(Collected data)
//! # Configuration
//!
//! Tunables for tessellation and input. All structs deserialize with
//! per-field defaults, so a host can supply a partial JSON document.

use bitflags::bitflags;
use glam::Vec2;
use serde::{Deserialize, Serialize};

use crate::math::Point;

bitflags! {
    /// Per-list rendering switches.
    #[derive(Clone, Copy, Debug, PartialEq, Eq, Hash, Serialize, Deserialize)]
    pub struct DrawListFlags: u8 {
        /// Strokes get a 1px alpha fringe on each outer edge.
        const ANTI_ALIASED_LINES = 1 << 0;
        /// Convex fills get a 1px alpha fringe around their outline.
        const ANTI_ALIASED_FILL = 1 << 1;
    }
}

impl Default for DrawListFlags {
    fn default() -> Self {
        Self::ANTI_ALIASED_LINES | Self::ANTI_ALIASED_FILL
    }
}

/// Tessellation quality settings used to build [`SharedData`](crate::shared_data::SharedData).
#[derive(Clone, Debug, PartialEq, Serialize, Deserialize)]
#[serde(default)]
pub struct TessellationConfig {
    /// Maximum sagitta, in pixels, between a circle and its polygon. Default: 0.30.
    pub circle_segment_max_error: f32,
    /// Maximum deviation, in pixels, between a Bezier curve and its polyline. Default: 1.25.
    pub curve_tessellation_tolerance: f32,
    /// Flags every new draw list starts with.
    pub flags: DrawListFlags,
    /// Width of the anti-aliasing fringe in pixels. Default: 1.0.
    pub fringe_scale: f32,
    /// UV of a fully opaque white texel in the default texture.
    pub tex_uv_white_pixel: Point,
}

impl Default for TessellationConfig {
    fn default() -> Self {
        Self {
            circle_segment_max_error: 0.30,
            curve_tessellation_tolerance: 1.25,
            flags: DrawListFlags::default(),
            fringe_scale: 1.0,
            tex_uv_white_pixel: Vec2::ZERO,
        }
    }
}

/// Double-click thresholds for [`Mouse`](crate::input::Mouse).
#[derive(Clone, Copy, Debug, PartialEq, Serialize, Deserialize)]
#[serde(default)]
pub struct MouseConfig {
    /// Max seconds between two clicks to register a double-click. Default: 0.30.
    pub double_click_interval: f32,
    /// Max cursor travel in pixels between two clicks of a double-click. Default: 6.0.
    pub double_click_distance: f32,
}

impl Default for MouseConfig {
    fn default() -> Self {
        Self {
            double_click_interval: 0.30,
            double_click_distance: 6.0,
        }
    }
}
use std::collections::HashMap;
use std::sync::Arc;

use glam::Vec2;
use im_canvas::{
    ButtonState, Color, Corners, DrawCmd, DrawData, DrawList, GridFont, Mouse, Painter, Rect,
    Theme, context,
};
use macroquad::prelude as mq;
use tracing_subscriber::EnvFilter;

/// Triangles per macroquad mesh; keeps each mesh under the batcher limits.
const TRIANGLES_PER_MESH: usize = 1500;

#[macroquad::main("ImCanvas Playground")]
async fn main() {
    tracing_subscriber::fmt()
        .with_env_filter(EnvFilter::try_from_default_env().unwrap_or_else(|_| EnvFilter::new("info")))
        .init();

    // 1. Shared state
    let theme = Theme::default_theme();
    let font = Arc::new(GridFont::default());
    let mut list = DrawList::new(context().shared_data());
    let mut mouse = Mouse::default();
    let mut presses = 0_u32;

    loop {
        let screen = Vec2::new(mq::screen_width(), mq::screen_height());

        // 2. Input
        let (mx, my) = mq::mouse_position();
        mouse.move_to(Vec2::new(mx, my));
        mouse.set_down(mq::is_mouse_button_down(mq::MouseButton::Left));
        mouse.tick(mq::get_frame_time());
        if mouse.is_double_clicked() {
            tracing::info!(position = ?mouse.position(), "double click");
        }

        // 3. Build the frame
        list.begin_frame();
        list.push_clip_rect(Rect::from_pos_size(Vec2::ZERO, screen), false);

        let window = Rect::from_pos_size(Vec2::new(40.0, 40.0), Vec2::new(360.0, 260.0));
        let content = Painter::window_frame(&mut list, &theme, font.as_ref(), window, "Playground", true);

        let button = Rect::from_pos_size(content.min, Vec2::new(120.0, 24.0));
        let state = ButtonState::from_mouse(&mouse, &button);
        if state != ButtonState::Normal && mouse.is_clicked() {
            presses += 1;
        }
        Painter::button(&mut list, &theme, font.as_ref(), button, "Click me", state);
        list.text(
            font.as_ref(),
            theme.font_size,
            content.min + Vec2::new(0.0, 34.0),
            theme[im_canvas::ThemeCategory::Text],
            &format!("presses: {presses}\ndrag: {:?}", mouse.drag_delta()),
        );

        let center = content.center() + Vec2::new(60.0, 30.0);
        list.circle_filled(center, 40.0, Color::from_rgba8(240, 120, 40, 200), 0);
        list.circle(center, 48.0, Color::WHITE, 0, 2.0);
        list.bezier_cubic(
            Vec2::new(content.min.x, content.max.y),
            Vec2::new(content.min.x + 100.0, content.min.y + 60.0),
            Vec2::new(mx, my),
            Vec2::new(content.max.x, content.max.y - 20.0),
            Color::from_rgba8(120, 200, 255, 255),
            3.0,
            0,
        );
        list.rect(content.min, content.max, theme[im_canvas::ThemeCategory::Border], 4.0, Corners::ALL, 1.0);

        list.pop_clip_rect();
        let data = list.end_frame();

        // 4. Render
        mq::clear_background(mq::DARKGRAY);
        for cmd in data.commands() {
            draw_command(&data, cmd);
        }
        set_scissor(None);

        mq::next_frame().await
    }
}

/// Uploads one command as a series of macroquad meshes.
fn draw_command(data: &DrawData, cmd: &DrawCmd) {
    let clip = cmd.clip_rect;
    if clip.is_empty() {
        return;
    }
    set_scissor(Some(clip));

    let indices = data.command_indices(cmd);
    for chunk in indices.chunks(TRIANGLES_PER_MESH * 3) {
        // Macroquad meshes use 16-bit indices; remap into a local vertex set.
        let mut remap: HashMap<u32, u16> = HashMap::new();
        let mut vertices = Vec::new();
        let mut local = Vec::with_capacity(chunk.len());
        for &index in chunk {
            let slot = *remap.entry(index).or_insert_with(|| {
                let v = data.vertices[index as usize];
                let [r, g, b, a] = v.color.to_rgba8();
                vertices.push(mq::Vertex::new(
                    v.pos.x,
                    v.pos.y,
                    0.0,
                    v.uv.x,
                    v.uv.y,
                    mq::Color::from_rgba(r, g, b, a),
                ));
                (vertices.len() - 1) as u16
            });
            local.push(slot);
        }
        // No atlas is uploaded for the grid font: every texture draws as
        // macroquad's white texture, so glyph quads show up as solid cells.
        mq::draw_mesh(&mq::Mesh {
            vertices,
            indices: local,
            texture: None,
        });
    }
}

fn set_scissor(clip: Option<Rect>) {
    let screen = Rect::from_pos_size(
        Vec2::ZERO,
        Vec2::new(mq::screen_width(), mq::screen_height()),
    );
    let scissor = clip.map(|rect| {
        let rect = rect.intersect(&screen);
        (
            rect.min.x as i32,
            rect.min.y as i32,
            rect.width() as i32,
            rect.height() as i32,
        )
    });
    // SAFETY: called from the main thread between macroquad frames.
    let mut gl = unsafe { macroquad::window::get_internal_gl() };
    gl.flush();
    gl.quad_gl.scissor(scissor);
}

* THE TASK *
Above are the records; copy exactly the lines from the line with "local vertex set." through the line with "let [r, g, b, a]", both included.

* ANSWER SPACE *
        // Macroquad meshes use 16-bit indices; remap into a local vertex set.
        let mut remap: HashMap<u32, u16> = HashMap::new();
        let mut vertices = Vec::new();
        let mut local = Vec::with_capacity(chunk.len());
        for &index in chunk {
            let slot = *remap.entry(index).or_insert_with(|| {
                let v = data.vertices[index as usize];
                let [r, g, b, a] = v.color.to_rgba8();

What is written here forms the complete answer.